How do you stop all homophobic heterosexual white men from using all public men's restrooms at a rest area?
Make sure that all public men's restrooms at the rest area are always occupied with gay men that have long and thick big cocks, regardless of skin color.
Anyone want to eat me up? I'm in that kind of mood right now.
What does Michael Jackson say when he gets hard? Ow!
A little girl walks into the bathroom and sees her mom naked taking a shower and asks, "Mommy, mommy, when am I gonna get breasts?" Mom says, "Oh, when you're 12 or 13." The little girl looks down and see’s her pubes and asks, "Mommy, mommy, when am I gonna get hair down there?" Mom says, "Oh, about the same time you get breasts."
Then the little girl walks in and sees her dad sitting on the bed with a hard on and asks, "Daddy, daddy, when am I gonna get one of those?" Dad says, "Soon as your mom leaves for work."
What do you call an Asian chick with dick in her ass, pushy and mouth?
Filipino.
Why can't orphans be gay?
Because they have no one to call "Daddy!"
This guy called anonymous said he's going to own me like he did my mum. Joke's on him, I have two dads.

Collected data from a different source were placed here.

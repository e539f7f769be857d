use axum::extract::State;
use serde::Deserialize;
use tracing::{info, instrument};

use super::model::{validate_quote, Quote, QuoteFilter, QuoteSort};
use crate::{
    auth::Permitted,
    envelope::Envelope,
    error::AppError,
    extract::{IdParam, JsonBody},
    filters::{Filters, QueryParams},
    permissions::{QuotesRead, QuotesWrite},
    state::AppState,
    validator::Validator,
};

#[derive(Debug, Deserialize)]
#[serde(deny_unknown_fields)]
pub struct CreateQuoteInput {
    #[serde(default)]
    pub content: String,
}

#[derive(Debug, Deserialize)]
#[serde(deny_unknown_fields)]
pub struct UpdateQuoteInput {
    pub content: Option<String>,
}

#[instrument(skip(state, caller, input))]
pub async fn create(
    State(state): State<AppState>,
    caller: Permitted<QuotesWrite>,
    JsonBody(input): JsonBody<CreateQuoteInput>,
) -> Result<Envelope, AppError> {
    let user = caller.user();
    let mut quote = Quote::new(user.id, user.username.clone(), input.content);

    let mut v = Validator::new();
    validate_quote(&mut v, &quote);
    if !v.valid() {
        return Err(v.into());
    }

    state.quotes.insert(&mut quote).await?;
    info!(quote_id = quote.id, user_id = user.id, "quote created");
    Envelope::created(format!("/v1/quotes/{}", quote.id)).with("quote", &quote)
}

#[instrument(skip(state, _caller))]
pub async fn show(
    State(state): State<AppState>,
    _caller: Permitted<QuotesRead>,
    IdParam(id): IdParam,
) -> Result<Envelope, AppError> {
    let quote = state.quotes.get(id).await?;
    Envelope::ok().with("quote", &quote)
}

#[instrument(skip(state, _caller, query))]
pub async fn list(
    State(state): State<AppState>,
    _caller: Permitted<QuotesRead>,
    query: QueryParams,
) -> Result<Envelope, AppError> {
    let filter = QuoteFilter {
        content: query.string("content", ""),
    };
    let mut v = Validator::new();
    let filters = Filters::<QuoteSort>::from_query(&query, &mut v);
    if !v.valid() {
        return Err(v.into());
    }

    let (quotes, metadata) = state.quotes.get_all(&filter, &filters).await?;
    Envelope::ok()
        .with("quotes", &quotes)?
        .with("@metadata", &metadata)
}

#[instrument(skip(state, caller, input))]
pub async fn update(
    State(state): State<AppState>,
    caller: Permitted<QuotesWrite>,
    IdParam(id): IdParam,
    JsonBody(input): JsonBody<UpdateQuoteInput>,
) -> Result<Envelope, AppError> {
    let mut quote = state.quotes.get(id).await?;
    if let Some(content) = input.content {
        quote.content = content;
    }

    let mut v = Validator::new();
    validate_quote(&mut v, &quote);
    if !v.valid() {
        return Err(v.into());
    }

    state.quotes.update(&quote).await?;
    info!(quote_id = id, by = caller.user().id, "quote updated");
    Envelope::ok().with("quote", &quote)
}

#[instrument(skip(state, caller))]
pub async fn delete(
    State(state): State<AppState>,
    caller: Permitted<QuotesWrite>,
    IdParam(id): IdParam,
) -> Result<Envelope, AppError> {
    state.quotes.delete(id).await?;
    info!(quote_id = id, by = caller.user().id, "quote deleted");
    Ok(Envelope::message("quote successfully deleted"))
}
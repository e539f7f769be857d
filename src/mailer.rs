use async_trait::async_trait;
use tracing::info;

use crate::{tokens::model::Token, users::model::User};

#[derive(Debug, Clone, PartialEq, Eq)]
pub struct Email {
    pub from: String,
    pub to: String,
    pub subject: String,
    pub body: String,
}

/// Outbound notification sink.
#[async_trait]
pub trait Mailer: Send + Sync {
    async fn send(&self, email: &Email) -> anyhow::Result<()>;
}

/// Records deliveries in the log instead of talking to an SMTP relay.
/// The body is not logged since it carries the activation token.
#[derive(Debug, Clone, Copy, Default)]
pub struct LogMailer;

#[async_trait]
impl Mailer for LogMailer {
    async fn send(&self, email: &Email) -> anyhow::Result<()> {
        info!(
            from = %email.from,
            to = %email.to,
            subject = %email.subject,
            body_bytes = email.body.len(),
            "email dispatched"
        );
        Ok(())
    }
}

pub fn welcome_email(sender: &str, user: &User, activation: &Token) -> Email {
    let body = format!(
        "Hi {username},\n\n\
         Thanks for signing up for a Study Mate account. Your user ID is {id}.\n\n\
         To activate your account, send a `PUT /v1/users/activated` request with \
         the following JSON body:\n\n\
         {{\"token\": \"{token}\"}}\n\n\
         This token is single use and expires at {expiry}.\n\n\
         The Study Mate Team\n",
        username = user.username,
        id = user.id,
        token = activation.plaintext,
        expiry = activation.expiry,
    );

    Email {
        from: sender.to_string(),
        to: user.email.clone(),
        subject: "Welcome to Study Mate!".into(),
        body,
    }
}
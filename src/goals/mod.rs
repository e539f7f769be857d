use axum::{routing::get, Router};

use crate::state::AppState;

pub mod handlers;
pub mod model;
pub mod repo;

pub fn router() -> Router<AppState> {
    Router::new()
        .route("/goals", get(handlers::list).post(handlers::create))
        .route(
            "/goals/:id",
            get(handlers::show)
                .patch(handlers::update)
                .delete(handlers::delete),
        )
}
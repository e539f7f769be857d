use axum::{
    async_trait,
    extract::{FromRequest, FromRequestParts, Path, Request},
    http::request::Parts,
    Json,
};
use serde::de::DeserializeOwned;
use tracing::warn;

use crate::error::AppError;

/// `Json<T>` whose rejections use the 400 error envelope.
pub struct JsonBody<T>(pub T);

#[async_trait]
impl<S, T> FromRequest<S> for JsonBody<T>
where
    T: DeserializeOwned,
    S: Send + Sync,
{
    type Rejection = AppError;

    async fn from_request(req: Request, state: &S) -> Result<Self, Self::Rejection> {
        match Json::<T>::from_request(req, state).await {
            Ok(Json(value)) => Ok(Self(value)),
            Err(rejection) => {
                let message = rejection.body_text();
                warn!(error = %message, "malformed request body");
                Err(AppError::BadRequest(message))
            }
        }
    }
}

/// The `:id` path segment. Anything but a positive integer is a 404.
#[derive(Debug, Clone, Copy, PartialEq, Eq)]
pub struct IdParam(pub i64);

#[async_trait]
impl<S> FromRequestParts<S> for IdParam
where
    S: Send + Sync,
{
    type Rejection = AppError;

    async fn from_request_parts(parts: &mut Parts, state: &S) -> Result<Self, Self::Rejection> {
        let Path(raw) = Path::<String>::from_request_parts(parts, state)
            .await
            .map_err(|_| AppError::NotFound)?;
        parse_id(&raw).map(Self).ok_or(AppError::NotFound)
    }
}

fn parse_id(raw: &str) -> Option<i64> {
    raw.parse::<i64>().ok().filter(|id| *id > 0)
}
use anyhow::Context;
use axum::{extract::State, http::StatusCode};
use tracing::{info, instrument, warn};

use super::{
    dto::{ActivateInput, RegisterInput, UpdatePasswordInput, UpdateUserInput},
    model::{validate_password_plaintext, validate_user, User, UserFilter, UserSort},
    password::Password,
};
use crate::{
    auth::Permitted,
    db::DataError,
    envelope::Envelope,
    error::AppError,
    extract::{IdParam, JsonBody},
    filters::{Filters, QueryParams},
    mailer::welcome_email,
    permissions::{PermissionCode, QuotesRead, UsersRead, UsersWrite},
    state::AppState,
    tokens::model::{validate_token_plaintext, Scope},
    validator::Validator,
};

const DUPLICATE_EMAIL: &str = "a user with this email address already exists";

fn hash(plaintext: &str) -> Result<Password, AppError> {
    Password::from_plaintext(plaintext)
        .context("hash password")
        .map_err(AppError::from)
}

fn duplicate_email_as_field(err: DataError) -> AppError {
    match err {
        DataError::DuplicateEmail => AppError::field("email", DUPLICATE_EMAIL),
        other => other.into(),
    }
}

/// POST /v1/users
#[instrument(skip(state, input))]
pub async fn register(
    State(state): State<AppState>,
    JsonBody(input): JsonBody<RegisterInput>,
) -> Result<Envelope, AppError> {
    let password = hash(&input.password)?;
    let mut user = User::new(input.username, input.email, password);

    let mut v = Validator::new();
    validate_user(&mut v, &user);
    if !v.valid() {
        return Err(v.into());
    }

    state
        .users
        .insert(&mut user)
        .await
        .map_err(duplicate_email_as_field)?;

    state
        .permissions
        .add_for_user(user.id, &[QuotesRead::CODE])
        .await?;

    let token = state
        .tokens
        .new_token(user.id, state.config.activation_token_ttl, Scope::Activation)
        .await?;

    let email = welcome_email(&state.config.mail_sender, &user, &token);
    let mailer = state.mailer.clone();
    state.background.spawn("welcome_email", async move {
        mailer.send(&email).await.context("send welcome email")
    });

    info!(user_id = user.id, "user registered");
    Envelope::new(StatusCode::CREATED).with("user", &user)
}

/// PUT /v1/users/activated
#[instrument(skip(state, input))]
pub async fn activate(
    State(state): State<AppState>,
    JsonBody(input): JsonBody<ActivateInput>,
) -> Result<Envelope, AppError> {
    let mut v = Validator::new();
    validate_token_plaintext(&mut v, &input.token);
    if !v.valid() {
        return Err(v.into());
    }

    let mut user = match state
        .tokens
        .user_for_token(Scope::Activation, &input.token)
        .await
    {
        Ok(user) => user,
        Err(DataError::RecordNotFound) => {
            warn!("activation with unknown or expired token");
            return Err(AppError::field("token", "invalid or expired activation token"));
        }
        Err(e) => return Err(e.into()),
    };

    state.users.activate(&mut user).await?;
    state.permissions.add_activated_permissions(user.id).await?;
    state
        .tokens
        .delete_all_for_user(Scope::Activation, user.id)
        .await?;

    info!(user_id = user.id, "user activated");
    Envelope::ok().with("user", &user)
}

/// GET /v1/users/accounts
#[instrument(skip(state, _caller, query))]
pub async fn list(
    State(state): State<AppState>,
    _caller: Permitted<UsersRead>,
    query: QueryParams,
) -> Result<Envelope, AppError> {
    let filter = UserFilter {
        username: query.string("username", ""),
        email: query.string("email", ""),
    };
    let mut v = Validator::new();
    let filters = Filters::<UserSort>::from_query(&query, &mut v);
    if !v.valid() {
        return Err(v.into());
    }

    let (users, metadata) = state.users.get_all(&filter, &filters).await?;
    Envelope::ok()
        .with("users", &users)?
        .with("@metadata", &metadata)
}

/// PATCH /v1/users/update/:id
#[instrument(skip(state, caller, input))]
pub async fn update(
    State(state): State<AppState>,
    caller: Permitted<UsersWrite>,
    IdParam(id): IdParam,
    JsonBody(input): JsonBody<UpdateUserInput>,
) -> Result<Envelope, AppError> {
    let mut user = state.users.get(id).await?;

    if let Some(username) = input.username {
        user.username = username;
    }
    if let Some(email) = input.email {
        user.email = email;
    }
    if let Some(password) = input.password {
        user.password = hash(&password)?;
    }

    let mut v = Validator::new();
    validate_user(&mut v, &user);
    if !v.valid() {
        return Err(v.into());
    }

    state
        .users
        .update(&mut user)
        .await
        .map_err(duplicate_email_as_field)?;

    info!(user_id = user.id, by = caller.user().id, "user updated");
    Envelope::ok().with("user", &user)
}

/// PATCH /v1/users/update-password/:id
#[instrument(skip(state, caller, input))]
pub async fn update_password(
    State(state): State<AppState>,
    caller: Permitted<UsersWrite>,
    IdParam(id): IdParam,
    JsonBody(input): JsonBody<UpdatePasswordInput>,
) -> Result<Envelope, AppError> {
    let mut v = Validator::new();
    validate_password_plaintext(&mut v, "new_password", &input.new_password);
    if !v.valid() {
        return Err(v.into());
    }

    let password = hash(&input.new_password)?;
    state.users.update_password(id, &password).await?;

    info!(user_id = id, by = caller.user().id, "password updated");
    Ok(Envelope::message("password successfully updated"))
}

/// DELETE /v1/users/delete/:id
#[instrument(skip(state, caller))]
pub async fn delete_user(
    State(state): State<AppState>,
    caller: Permitted<UsersWrite>,
    IdParam(id): IdParam,
) -> Result<Envelope, AppError> {
    state.users.delete(id).await?;
    info!(user_id = id, by = caller.user().id, "user deleted");
    Ok(Envelope::message("user successfully deleted"))
}
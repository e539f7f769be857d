use axum::{routing::get, Router};

use crate::state::AppState;

pub mod handlers;
pub mod model;
pub mod repo;

pub fn router() -> Router<AppState> {
    Router::new()
        .route(
            "/study-sessions",
            get(handlers::list).post(handlers::create),
        )
        .route(
            "/study-sessions/:id",
            get(handlers::show)
                .patch(handlers::update)
                .delete(handlers::delete),
        )
}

What can a gay man not be, but a heterosexual female that is a whore can be if a heterosexual male gives her enough money? 💸
cock teaser
I love big hot sexy men.
What do you call a lesbian dinosaur?
A-lick-a-lot-of-puss.
What does a male Asian P*rnstar like to say?
"I love eating cat."
How can you tell if a man is straight? You don't have to, he will tell you.
Jack and Jill went up the hill so Jack could lick Jill's candy.
But Jack got a shock and a mouth full of cock because Jill's real name is Randy.
What is an Irish kiss?
Fellatio from a gay Irishman.
"Our all-transgender brigade has suffered heavy casualties!"
"What? We haven’t even sent them to fight!"
"They’ve already lost 30% of the unit!"
The Bible said, "Adam and Eve..." So I did both.
Going to church, you don't think you are Christian.
Sleeping with ten men, you don't think you are straight.
When you’re trying to attract a partner, it’s important to project the qualities you desire. Shit, have I had to suck a lot of cock lately!?
A couple and their friends were riding their tricycle, and one wheel fell off. They discussed what to do, and finally the friend said, "Why don't you just use me?" The boyfriend said, "Why did I not think of using the third wheel?"